Tuesday, May 30, 2006

Pesadelo

O café, tónico para o começo da manhã, preparava-se no bico do fogão e o odor que a cafeteira lambida pela chama exalava, dispersava-se pelo compartimento onde se preparam e confeccionam os alimentos. As fatias de pão de forma, aprisionadas entre dois termóstatos, estavam prestes a saltar maquinalmente da torradeira, cheias de calor, fulvas, para serem untadas com a manteiga que se iria derreter e deslizar sem grande custo.
O apito da chaleira soa e o homem chega à mesa, com os olhos túmidos de mais uma noite mal dormida.
- Dormiste bem marido? – pergunta-lhe a mulher.
- Não.
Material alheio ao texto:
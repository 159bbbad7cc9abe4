// Copyright (C) 2024, Cloudflare, Inc.
// All rights reserved.
//
// Redistribution and use in source and binary forms, with or without
// modification, are permitted provided that the following conditions are
// met:
//
//     * Redistributions of source code must retain the above copyright notice,
//       this list of conditions and the following disclaimer.
//
//     * Redistributions in binary form must reproduce the above copyright
//       notice, this list of conditions and the following disclaimer in the
//       documentation and/or other materials provided with the distribution.
//
// THIS SOFTWARE IS PROVIDED BY THE COPYRIGHT HOLDERS AND CONTRIBUTORS "AS
// IS" AND ANY EXPRESS OR IMPLIED WARRANTIES, INCLUDING, BUT NOT LIMITED TO,
// THE IMPLIED WARRANTIES OF MERCHANTABILITY AND FITNESS FOR A PARTICULAR
// PURPOSE ARE DISCLAIMED. IN NO EVENT SHALL THE COPYRIGHT HOLDER OR
// CONTRIBUTORS BE LIABLE FOR ANY DIRECT, INDIRECT, INCIDENTAL, SPECIAL,
// EXEMPLARY, OR CONSEQUENTIAL DAMAGES (INCLUDING, BUT NOT LIMITED TO,
// PROCUREMENT OF SUBSTITUTE GOODS OR SERVICES; LOSS OF USE, DATA, OR
// PROFITS; OR BUSINESS INTERRUPTION) HOWEVER CAUSED AND ON ANY THEORY OF
// LIABILITY, WHETHER IN CONTRACT, STRICT LIABILITY, OR TORT (INCLUDING
// NEGLIGENCE OR OTHERWISE) ARISING IN ANY WAY OUT OF THE USE OF THIS
// SOFTWARE, EVEN IF ADVISED OF THE POSSIBILITY OF SUCH DAMAGE.

//! The bounded packet buffer orchestrating estimator, decider and
//! controller.

use std::collections::VecDeque;
use std::time::Instant;

use crate::adaptive::Ared;
use crate::ewma::QueueAvg;
use crate::red::Decision;
use crate::red::Red;
use crate::red::RedParams;
use crate::red::Verdict;
use crate::Config;

/// A packet moving through the queue.
#[derive(Clone, Copy, Debug, PartialEq, Eq)]
pub struct Packet {
    /// Size on the wire, in bytes.
    pub size: usize,

    /// Whether the transport negotiated ECN for this packet.
    pub ecn_capable: bool,

    /// Set when early detection marked the packet instead of dropping it.
    pub marked: bool,
}

impl Packet {
    pub fn new(size: usize, ecn_capable: bool) -> Packet {
        Packet {
            size,

            ecn_capable,

            marked: false,
        }
    }
}

/// Outcome of an enqueue attempt.
#[derive(Clone, Copy, Debug, PartialEq, Eq)]
pub enum Enqueued {
    /// The packet was buffered, possibly ECN-marked.
    Accepted,

    /// The buffer had no room; the rejection bypassed early detection.
    RejectedFull,

    /// Early detection rejected the packet.
    RejectedByRed,
}

/// Decision counters for one queue instance.
///
/// Monotonically increasing for the lifetime of the queue; a fresh queue
/// starts from zero.
#[derive(Clone, Copy, Debug, Default, PartialEq, Eq)]
pub struct Stats {
    /// Packets dropped by the probabilistic early decision.
    pub unforced_drop: u64,

    /// Packets ECN-marked by the probabilistic early decision.
    pub unforced_mark: u64,

    /// Packets dropped because the average occupancy exceeded the forced
    /// limit.
    pub forced_drop: u64,

    /// Packets ECN-marked in the forced region in place of a hard drop.
    pub forced_mark: u64,

    /// Packets rejected because the buffer was full, before early detection
    /// was consulted.
    pub queue_full_drop: u64,

    /// Packets accepted into the buffer.
    pub rx_packets: u64,

    /// Packets handed back out of the buffer.
    pub tx_packets: u64,
}

impl Stats {
    /// Every early action taken, dropped or marked, forced or not.
    pub fn early_actions(&self) -> u64 {
        self.unforced_drop +
            self.unforced_mark +
            self.forced_drop +
            self.forced_mark
    }
}

/// A bounded FIFO governed by Adaptive RED.
///
/// One queue owns one estimator, one decider and, in adaptive mode, one
/// controller. All operations take the caller's clock and must be delivered
/// in non-decreasing time order; the queue itself never blocks and performs
/// no I/O.
pub struct AqmQueue {
    pkts: VecDeque<Packet>,

    capacity: usize,

    avg: QueueAvg,

    red: Red,

    ared: Option<Ared>,

    // Service rate in mean-sized packets per second.
    ptc: f64,

    stats: Stats,
}

impl AqmQueue {
    /// Builds a queue from the given configuration.
    ///
    /// Fails with [`InvalidConfiguration`] on a violated threshold ordering,
    /// an out-of-range probability or weight, or a zero capacity.
    ///
    /// [`InvalidConfiguration`]: crate::Error::InvalidConfiguration
    pub fn new(config: &Config) -> crate::Result<AqmQueue> {
        if config.capacity == 0 {
            return Err(crate::Error::InvalidConfiguration);
        }

        let ptc =
            config.link_rate as f64 / (8.0 * config.mean_pkt_size as f64);

        let weight = if config.queue_weight == 0.0 {
            QueueAvg::derived_weight(ptc)
        } else {
            config.queue_weight
        };

        let avg = QueueAvg::new(weight, ptc)?;

        let params = RedParams::new(
            config.min_th,
            config.max_th,
            config.max_p,
            config.gentle,
            config.use_ecn,
            config.hard_drop,
            config.wait,
            config.byte_mode,
            config.mean_pkt_size,
        )?;

        let red = Red::new(params, config.seed);

        let ared = config
            .adaptive
            .then(|| Ared::new(config.adjust_interval, config.target_delay));

        Ok(AqmQueue {
            pkts: VecDeque::with_capacity(config.capacity),

            capacity: config.capacity,

            avg,

            red,

            ared,

            ptc,

            stats: Stats::default(),
        })
    }

    /// Offers one packet to the queue.
    ///
    /// The capacity check comes first and is independent of early
    /// detection: RED only ever judges packets that would fit. Marked
    /// packets are still buffered, with their CE codepoint set.
    pub fn enqueue(&mut self, pkt: Packet, now: Instant) -> Enqueued {
        if self.pkts.len() + 1 > self.capacity {
            self.stats.queue_full_drop += 1;

            trace!(
                "queue full drop qlen={} capacity={}",
                self.pkts.len(),
                self.capacity
            );

            return Enqueued::RejectedFull;
        }

        let avg = self.avg.update(self.pkts.len(), now);

        let decision = self.red.decide(avg, pkt.size, pkt.ecn_capable);

        match decision {
            Decision::Pass => (),

            Decision::Unforced(Verdict::Drop) =>
                self.stats.unforced_drop += 1,

            Decision::Unforced(Verdict::Mark) =>
                self.stats.unforced_mark += 1,

            Decision::Forced(Verdict::Drop) => self.stats.forced_drop += 1,

            Decision::Forced(Verdict::Mark) => self.stats.forced_mark += 1,

            Decision::Unforced(Verdict::Enqueue) |
            Decision::Forced(Verdict::Enqueue) => unreachable!(),
        }

        match decision.verdict() {
            Verdict::Enqueue => {
                self.pkts.push_back(pkt);
                self.stats.rx_packets += 1;

                Enqueued::Accepted
            },

            Verdict::Mark => {
                let mut pkt = pkt;
                pkt.marked = true;

                self.pkts.push_back(pkt);
                self.stats.rx_packets += 1;

                Enqueued::Accepted
            },

            Verdict::Drop => {
                trace!("early drop avg={avg:.3} qlen={}", self.pkts.len());

                Enqueued::RejectedByRed
            },
        }
    }

    /// Hands out the head packet, if any.
    ///
    /// When the buffer drains empty the estimator is told the idle period
    /// started at `now`.
    pub fn dequeue(&mut self, now: Instant) -> Option<Packet> {
        let pkt = self.pkts.pop_front()?;

        self.stats.tx_packets += 1;

        if self.pkts.is_empty() {
            self.avg.enter_idle(now);
        }

        Some(pkt)
    }

    /// Runs one adaptive controller step, if adaptive mode is on.
    ///
    /// Wired to an external periodic timer; the controller itself enforces
    /// its adjustment interval.
    pub fn adapt(&mut self, now: Instant) {
        if let Some(ared) = &mut self.ared {
            ared.tick(self.avg.value(), now, &mut self.red.params, self.ptc);
        }
    }

    /// Read-only snapshot of the decision counters.
    pub fn stats(&self) -> Stats {
        self.stats
    }

    /// Instantaneous occupancy, in packets.
    pub fn len(&self) -> usize {
        self.pkts.len()
    }

    pub fn is_empty(&self) -> bool {
        self.pkts.is_empty()
    }

    /// The smoothed average occupancy.
    pub fn avg(&self) -> f64 {
        self.avg.value()
    }

    /// The decider's current maximum mark probability.
    pub fn cur_max_p(&self) -> f64 {
        self.red.params().cur_max_p()
    }
}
Tive outra vez aqueles pesadelos.
- Não te senti esta noite.
- Pois é o costume. O alvoroço é dentro da minha cabeça… Quem me dera ter o teu sono.
- Que culpa tenho eu?!
- Tu, nenhuma…
- Tomaste a medicação ontem à noite?
- Tomei, mas parece que os efeitos foram nulos – diz enquanto trinca sem grande apetite uma torrada e dá um trago no café fumegante.
Continua com ar afadigado:
- Enquanto tu dormes pacificamente, eu vejo a escuridão da mata e pretos e camaradas mortos à minha frente. Gente estropiada, o barulho da artilharia, as gentes inocentes que nos obrigaram a matar… E os meus gritos lancinantes e a minha perna separada do meu corpo…
A mulher afaga-lhe o cabelo numa tentativa de conforto.
- Vá, – diz-lhe – acaba de comer e vai até ao jardim jogar às cartas com os teus amigos. Vai-te distrair.
- Amigos foram os que lá ficaram.
O homem finda o pequeno-almoço e a mulher ajuda-o a empurrar a cadeira de rodas até ao elevador que o levaria até ao jardim.

2 Comments:

At 10:47 PM, Blogger MA said...

...é sobre o Sassi Pererê?

 
At 11:13 PM, Blogger Pedro Ventura said...

Quantos Sassi Pererê, não haverão neste país? Não sei porquê mas veio-me à cabeça hoje de manhã enquanto ia no barco. Mas depois também me inspirei numa conversa com um colega (mais velho, claro)de trabalho. Como mandei isto para o Destak, se sair também poderá servir como uma chamada de atenção em relação ao traumatizados de guerra.